Dessin de Tardi, publié dans le n° hors série de (A suivre), avril 1983.

Les éditions Moulinsart, propriétaire des droits de l’oeuvre d’Hergé, ont eu la peau de Bob Garcia. Le tintinologue qui avait eu le tort de publier deux études illustrées d’une trentaine de vignettes, a été condamné en appel pour le motif burlesque de « contrefaçon » à 50.000 euros de dommages et intérêts. La maison d’édition a mis une hypothèque sur la maison de l’écrivain, qui n’a pas les moyens de payer un tel montant et fait appel aux dons sur sa page Facebook.

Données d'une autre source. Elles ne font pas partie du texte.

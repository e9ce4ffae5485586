use axum::{
    http::StatusCode,
    response::{IntoResponse, Response},
    Json,
};
use serde_json::json;

/// Error types for catalog operations
#[derive(Debug, thiserror::Error)]
pub enum CatalogError {
    #[error("Database error: {0}")]
    DatabaseError(String),

    #[error("Product not found: {0}")]
    ProductNotFound(i64),

    #[error("Content object not found: {kind} {id}")]
    ContentNotFound { kind: String, id: i64 },

    #[error("Product already exists for {kind} {id}")]
    DuplicateProduct { kind: String, id: i64 },

    #[error("Validation error: {0}")]
    ValidationError(String),
}

impl From<sqlx::Error> for CatalogError {
    fn from(err: sqlx::Error) -> Self {
        CatalogError::DatabaseError(err.to_string())
    }
}

impl IntoResponse for CatalogError {
    fn into_response(self) -> Response {
        let (status, error_message) = match self {
            CatalogError::DatabaseError(msg) => (StatusCode::INTERNAL_SERVER_ERROR, msg),
            CatalogError::ProductNotFound(id) => (
                StatusCode::NOT_FOUND,
                format!("Product with id {} not found", id),
            ),
            CatalogError::ContentNotFound { kind, id } => (
                StatusCode::BAD_REQUEST,
                format!("{} with id {} not found", kind, id),
            ),
            CatalogError::DuplicateProduct { kind, id } => (
                StatusCode::CONFLICT,
                format!("A product already exists for {} {}", kind, id),
            ),
            CatalogError::ValidationError(msg) => (StatusCode::BAD_REQUEST, msg),
        };

        let body = Json(json!({
            "error": error_message,
        }));

        (status, body).into_response()
    }
}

On sait Nick Rodwell particulièrement chatouilleux sur les questions de propriété intellectuelle. Le procès Garcia est clairement l’occasion de faire un exemple, dans le contexte de la préparation du film de Steven Spielberg, pour intimider ceux qui seraient tentés de soumettre l’oeuvre d’Hergé aux pratiques du remix, montage et autres citations qui fleurissent sur internet. Ce faisant, l’homme d’affaires est en train de creuser la tombe de Tintin. Une oeuvre non partageable, limitée à un destin exclusivement commercial, s’exclut d’elle-même des circulations appropriatives de la culture populaire. Tintin, déjà largement absent des blogs, voit sa présence diminuer comme peau de chagrin sur les espaces publics du web, où sa viralité est réduite à zéro.

En niant toute possibilité d’appliquer l’exception de citation aux oeuvres graphiques, y compris quand celles-ci ne portent pas de tort financier à l’auteur et à ses ayants-droits, l’intransigeance de Moulinsart menace le travail de tous les chercheurs en études visuelles. C’est pourquoi je propose que les chercheurs suspendent leurs travaux sur l’oeuvre d’Hergé jusqu’au retour de celle-ci dans le domaine public (en 2053). En réduisant son impact culturel, ils contribueront mécaniquement à la baisse des ventes. Peut-être Rodwell comprendra-t-il alors ce que sa poule aux oeufs d’or doit aux dynamiques culturelles, dont la recherche est un puissant moteur.

18 réflexions au sujet de « Et si on arrêtait de travailler sur Tintin? »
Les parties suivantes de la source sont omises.